[[ Extracted information open ]]

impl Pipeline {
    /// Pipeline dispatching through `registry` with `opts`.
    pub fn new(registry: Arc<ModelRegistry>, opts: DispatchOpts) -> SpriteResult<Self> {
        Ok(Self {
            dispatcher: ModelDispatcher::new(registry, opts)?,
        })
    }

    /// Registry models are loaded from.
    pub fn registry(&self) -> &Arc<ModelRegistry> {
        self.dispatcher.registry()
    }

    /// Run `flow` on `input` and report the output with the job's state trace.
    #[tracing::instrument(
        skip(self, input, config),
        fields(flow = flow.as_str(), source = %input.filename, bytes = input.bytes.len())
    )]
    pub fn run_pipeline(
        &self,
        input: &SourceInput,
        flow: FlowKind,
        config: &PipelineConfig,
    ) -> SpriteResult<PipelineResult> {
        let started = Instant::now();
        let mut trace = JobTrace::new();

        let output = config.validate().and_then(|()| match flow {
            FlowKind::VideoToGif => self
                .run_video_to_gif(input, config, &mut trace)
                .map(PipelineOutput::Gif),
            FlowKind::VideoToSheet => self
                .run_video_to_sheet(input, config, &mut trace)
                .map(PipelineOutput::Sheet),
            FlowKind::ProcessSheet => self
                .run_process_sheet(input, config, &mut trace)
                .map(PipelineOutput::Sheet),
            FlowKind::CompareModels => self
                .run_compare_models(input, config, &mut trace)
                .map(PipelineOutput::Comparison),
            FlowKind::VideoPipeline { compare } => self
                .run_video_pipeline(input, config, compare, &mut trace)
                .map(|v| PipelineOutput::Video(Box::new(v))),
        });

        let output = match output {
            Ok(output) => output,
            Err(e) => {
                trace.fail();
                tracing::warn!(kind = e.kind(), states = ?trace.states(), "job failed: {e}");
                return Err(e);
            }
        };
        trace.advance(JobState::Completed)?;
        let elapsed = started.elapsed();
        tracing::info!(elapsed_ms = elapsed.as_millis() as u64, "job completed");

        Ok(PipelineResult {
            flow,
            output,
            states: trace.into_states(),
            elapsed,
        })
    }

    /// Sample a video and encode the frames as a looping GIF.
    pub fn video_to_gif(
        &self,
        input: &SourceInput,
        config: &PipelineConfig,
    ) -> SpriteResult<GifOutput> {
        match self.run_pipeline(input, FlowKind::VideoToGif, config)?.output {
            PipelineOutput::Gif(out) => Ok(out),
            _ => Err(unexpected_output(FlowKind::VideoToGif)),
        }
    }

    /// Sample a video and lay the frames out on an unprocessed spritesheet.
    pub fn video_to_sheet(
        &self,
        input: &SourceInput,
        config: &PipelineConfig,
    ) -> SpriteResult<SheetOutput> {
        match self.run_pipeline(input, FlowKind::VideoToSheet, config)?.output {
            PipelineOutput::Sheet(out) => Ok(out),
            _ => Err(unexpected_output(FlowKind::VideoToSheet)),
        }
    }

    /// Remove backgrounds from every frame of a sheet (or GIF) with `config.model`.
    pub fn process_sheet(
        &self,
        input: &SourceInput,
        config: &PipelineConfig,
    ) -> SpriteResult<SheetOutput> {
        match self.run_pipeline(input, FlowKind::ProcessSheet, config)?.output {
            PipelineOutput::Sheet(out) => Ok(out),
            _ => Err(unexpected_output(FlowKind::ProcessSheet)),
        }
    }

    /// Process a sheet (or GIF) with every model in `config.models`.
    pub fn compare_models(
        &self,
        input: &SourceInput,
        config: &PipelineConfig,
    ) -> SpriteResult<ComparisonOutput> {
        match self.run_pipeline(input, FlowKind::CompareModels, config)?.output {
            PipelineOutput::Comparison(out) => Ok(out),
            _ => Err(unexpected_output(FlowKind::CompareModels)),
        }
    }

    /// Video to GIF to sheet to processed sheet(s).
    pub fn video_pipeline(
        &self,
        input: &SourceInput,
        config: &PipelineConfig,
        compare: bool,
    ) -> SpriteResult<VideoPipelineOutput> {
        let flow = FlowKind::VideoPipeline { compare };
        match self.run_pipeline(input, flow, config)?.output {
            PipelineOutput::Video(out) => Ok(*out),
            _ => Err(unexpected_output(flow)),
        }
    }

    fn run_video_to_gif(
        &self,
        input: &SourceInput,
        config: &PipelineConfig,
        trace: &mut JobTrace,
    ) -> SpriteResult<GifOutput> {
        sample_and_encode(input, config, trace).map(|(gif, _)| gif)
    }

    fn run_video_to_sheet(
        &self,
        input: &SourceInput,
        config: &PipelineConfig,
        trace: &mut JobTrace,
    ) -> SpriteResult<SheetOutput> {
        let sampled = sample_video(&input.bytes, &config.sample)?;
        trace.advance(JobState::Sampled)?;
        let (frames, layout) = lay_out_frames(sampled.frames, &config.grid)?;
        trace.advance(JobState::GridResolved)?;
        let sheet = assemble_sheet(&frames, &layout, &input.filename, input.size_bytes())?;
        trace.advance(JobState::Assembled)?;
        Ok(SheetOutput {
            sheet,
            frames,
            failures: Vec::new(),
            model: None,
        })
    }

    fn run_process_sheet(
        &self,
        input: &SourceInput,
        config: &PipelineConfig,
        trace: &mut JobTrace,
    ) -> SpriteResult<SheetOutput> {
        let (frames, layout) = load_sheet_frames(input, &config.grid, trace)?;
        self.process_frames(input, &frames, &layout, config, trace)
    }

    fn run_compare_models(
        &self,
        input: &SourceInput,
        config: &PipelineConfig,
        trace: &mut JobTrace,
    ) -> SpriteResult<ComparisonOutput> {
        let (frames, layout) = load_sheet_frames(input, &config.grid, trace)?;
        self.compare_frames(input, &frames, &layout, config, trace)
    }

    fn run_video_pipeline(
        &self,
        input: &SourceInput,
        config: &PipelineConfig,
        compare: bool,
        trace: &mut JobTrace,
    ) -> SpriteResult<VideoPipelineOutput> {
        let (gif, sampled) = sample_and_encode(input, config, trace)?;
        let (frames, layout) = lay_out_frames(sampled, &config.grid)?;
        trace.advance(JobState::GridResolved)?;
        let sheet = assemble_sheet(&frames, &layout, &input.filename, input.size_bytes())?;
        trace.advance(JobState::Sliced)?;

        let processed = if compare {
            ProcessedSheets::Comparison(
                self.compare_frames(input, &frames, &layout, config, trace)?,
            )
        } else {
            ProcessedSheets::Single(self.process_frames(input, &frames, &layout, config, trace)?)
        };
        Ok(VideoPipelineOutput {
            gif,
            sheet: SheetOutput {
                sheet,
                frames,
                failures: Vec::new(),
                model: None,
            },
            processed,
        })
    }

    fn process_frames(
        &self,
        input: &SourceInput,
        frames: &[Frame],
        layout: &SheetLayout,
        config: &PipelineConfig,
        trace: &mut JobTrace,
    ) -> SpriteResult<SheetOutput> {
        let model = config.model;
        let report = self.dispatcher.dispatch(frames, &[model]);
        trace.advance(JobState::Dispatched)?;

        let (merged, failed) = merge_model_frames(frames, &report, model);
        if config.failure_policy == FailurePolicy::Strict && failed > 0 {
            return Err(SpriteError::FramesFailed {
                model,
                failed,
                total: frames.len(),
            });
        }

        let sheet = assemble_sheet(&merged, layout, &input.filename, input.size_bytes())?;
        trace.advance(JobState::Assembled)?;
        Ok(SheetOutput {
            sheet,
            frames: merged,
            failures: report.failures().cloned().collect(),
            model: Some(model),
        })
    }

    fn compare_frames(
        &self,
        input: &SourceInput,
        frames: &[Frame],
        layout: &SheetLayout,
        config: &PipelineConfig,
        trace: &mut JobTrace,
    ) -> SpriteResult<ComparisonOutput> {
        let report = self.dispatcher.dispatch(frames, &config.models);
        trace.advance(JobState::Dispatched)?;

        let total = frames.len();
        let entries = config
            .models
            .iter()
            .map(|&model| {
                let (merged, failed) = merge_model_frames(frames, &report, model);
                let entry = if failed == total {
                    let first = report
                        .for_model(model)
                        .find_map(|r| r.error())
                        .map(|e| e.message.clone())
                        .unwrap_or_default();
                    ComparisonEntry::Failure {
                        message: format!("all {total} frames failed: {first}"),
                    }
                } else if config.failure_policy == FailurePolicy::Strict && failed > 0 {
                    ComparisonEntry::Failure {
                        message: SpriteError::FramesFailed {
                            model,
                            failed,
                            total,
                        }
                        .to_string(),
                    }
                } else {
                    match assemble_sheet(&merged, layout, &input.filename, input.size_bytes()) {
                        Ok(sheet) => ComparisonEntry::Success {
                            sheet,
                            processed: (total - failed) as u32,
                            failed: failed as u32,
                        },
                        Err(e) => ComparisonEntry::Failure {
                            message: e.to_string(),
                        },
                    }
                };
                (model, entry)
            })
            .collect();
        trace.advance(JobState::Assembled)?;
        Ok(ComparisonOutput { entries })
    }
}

[[ Extracted information closed ]]
[[ Extracted information open ]]

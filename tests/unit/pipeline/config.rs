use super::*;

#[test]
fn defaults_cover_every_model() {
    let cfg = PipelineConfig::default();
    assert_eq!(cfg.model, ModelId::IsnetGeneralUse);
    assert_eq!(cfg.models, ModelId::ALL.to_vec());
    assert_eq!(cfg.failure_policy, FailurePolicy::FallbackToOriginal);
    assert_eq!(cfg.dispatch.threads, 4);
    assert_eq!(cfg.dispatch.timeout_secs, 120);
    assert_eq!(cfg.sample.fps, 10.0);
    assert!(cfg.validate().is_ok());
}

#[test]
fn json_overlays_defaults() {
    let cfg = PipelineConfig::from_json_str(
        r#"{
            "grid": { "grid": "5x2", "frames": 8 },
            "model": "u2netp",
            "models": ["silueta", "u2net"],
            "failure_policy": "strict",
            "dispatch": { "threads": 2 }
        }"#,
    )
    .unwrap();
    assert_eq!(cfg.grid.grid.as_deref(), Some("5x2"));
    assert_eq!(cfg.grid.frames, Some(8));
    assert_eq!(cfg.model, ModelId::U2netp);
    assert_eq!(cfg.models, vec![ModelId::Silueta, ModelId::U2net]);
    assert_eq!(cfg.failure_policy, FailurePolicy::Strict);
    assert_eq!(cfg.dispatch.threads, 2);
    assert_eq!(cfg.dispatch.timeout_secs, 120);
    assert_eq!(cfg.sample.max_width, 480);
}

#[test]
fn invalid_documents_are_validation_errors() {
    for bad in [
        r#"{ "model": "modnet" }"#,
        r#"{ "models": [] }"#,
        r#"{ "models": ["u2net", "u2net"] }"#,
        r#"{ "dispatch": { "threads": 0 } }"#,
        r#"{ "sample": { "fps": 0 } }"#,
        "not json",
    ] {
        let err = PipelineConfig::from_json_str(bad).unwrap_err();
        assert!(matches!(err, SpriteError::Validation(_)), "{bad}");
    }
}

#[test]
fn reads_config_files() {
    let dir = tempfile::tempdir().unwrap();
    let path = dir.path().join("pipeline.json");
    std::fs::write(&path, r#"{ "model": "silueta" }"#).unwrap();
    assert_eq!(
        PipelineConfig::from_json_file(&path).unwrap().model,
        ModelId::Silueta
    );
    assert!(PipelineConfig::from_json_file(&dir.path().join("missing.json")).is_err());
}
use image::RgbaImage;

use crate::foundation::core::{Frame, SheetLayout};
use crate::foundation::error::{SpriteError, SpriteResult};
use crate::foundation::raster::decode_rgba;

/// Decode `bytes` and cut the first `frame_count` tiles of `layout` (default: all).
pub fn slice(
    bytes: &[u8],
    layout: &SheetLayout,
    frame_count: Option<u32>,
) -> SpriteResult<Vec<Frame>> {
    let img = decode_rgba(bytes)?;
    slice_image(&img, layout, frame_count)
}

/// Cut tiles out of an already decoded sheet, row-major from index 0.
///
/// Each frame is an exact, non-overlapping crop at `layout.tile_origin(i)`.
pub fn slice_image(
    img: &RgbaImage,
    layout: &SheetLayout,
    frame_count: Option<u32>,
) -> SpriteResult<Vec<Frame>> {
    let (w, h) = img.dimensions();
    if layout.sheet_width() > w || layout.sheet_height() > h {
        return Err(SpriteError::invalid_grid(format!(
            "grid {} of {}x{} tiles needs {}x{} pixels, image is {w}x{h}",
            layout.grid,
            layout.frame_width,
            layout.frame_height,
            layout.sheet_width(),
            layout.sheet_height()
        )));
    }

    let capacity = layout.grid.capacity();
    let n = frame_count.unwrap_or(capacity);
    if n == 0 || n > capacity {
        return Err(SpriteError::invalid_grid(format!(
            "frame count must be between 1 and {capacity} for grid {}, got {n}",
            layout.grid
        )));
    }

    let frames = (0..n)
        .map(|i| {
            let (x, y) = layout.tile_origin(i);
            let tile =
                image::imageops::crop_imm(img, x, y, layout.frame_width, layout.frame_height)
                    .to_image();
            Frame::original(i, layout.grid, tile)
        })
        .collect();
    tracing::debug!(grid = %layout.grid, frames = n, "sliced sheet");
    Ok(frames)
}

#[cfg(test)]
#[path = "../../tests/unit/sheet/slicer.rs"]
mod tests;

[[ Extracted information closed ]]
[[ Extracted information open ]]

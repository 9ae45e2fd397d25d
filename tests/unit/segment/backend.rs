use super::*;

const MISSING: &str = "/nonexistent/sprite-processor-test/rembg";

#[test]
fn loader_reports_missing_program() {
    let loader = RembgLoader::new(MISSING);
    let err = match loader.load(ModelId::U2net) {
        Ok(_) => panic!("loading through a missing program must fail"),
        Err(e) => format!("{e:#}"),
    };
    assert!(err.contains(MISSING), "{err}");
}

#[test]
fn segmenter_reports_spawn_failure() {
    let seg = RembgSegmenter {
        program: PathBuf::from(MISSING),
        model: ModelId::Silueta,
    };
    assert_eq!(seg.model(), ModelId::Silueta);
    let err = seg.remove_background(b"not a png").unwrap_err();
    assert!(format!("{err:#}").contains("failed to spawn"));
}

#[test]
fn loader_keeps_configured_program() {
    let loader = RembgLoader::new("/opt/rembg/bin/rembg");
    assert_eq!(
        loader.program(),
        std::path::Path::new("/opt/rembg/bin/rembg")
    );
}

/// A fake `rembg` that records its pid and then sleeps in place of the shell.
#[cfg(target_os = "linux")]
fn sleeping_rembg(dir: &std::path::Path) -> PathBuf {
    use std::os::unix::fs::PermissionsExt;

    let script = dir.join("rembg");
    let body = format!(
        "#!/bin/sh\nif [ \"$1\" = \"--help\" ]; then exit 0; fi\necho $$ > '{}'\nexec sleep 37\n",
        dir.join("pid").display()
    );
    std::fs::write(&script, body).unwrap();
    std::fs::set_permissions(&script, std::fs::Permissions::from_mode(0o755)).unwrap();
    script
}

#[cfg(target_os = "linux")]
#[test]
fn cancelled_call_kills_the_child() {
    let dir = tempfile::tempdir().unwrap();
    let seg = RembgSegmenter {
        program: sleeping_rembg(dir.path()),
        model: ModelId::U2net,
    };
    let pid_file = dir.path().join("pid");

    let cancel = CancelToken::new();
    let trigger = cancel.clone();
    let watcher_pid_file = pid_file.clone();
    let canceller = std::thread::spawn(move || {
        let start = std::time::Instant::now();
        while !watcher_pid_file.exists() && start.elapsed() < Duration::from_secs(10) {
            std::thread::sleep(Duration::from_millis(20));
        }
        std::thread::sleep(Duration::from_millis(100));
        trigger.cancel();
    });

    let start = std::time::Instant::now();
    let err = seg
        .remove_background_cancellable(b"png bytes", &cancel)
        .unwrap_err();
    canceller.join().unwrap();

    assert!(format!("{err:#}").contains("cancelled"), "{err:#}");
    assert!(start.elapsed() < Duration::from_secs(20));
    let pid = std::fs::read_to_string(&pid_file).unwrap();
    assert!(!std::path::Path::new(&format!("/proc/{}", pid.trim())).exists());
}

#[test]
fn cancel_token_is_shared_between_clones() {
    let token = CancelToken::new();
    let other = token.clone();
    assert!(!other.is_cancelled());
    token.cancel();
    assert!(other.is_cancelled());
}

[[ Extracted information closed ]]

Find the lines above that hold "SpriteError", then copy each of them.

            return Err(SpriteError::FramesFailed {
                        message: SpriteError::FramesFailed {
        assert!(matches!(err, SpriteError::Validation(_)), "{bad}");
use crate::foundation::error::{SpriteError, SpriteResult};
        return Err(SpriteError::invalid_grid(format!(
        return Err(SpriteError::invalid_grid(format!(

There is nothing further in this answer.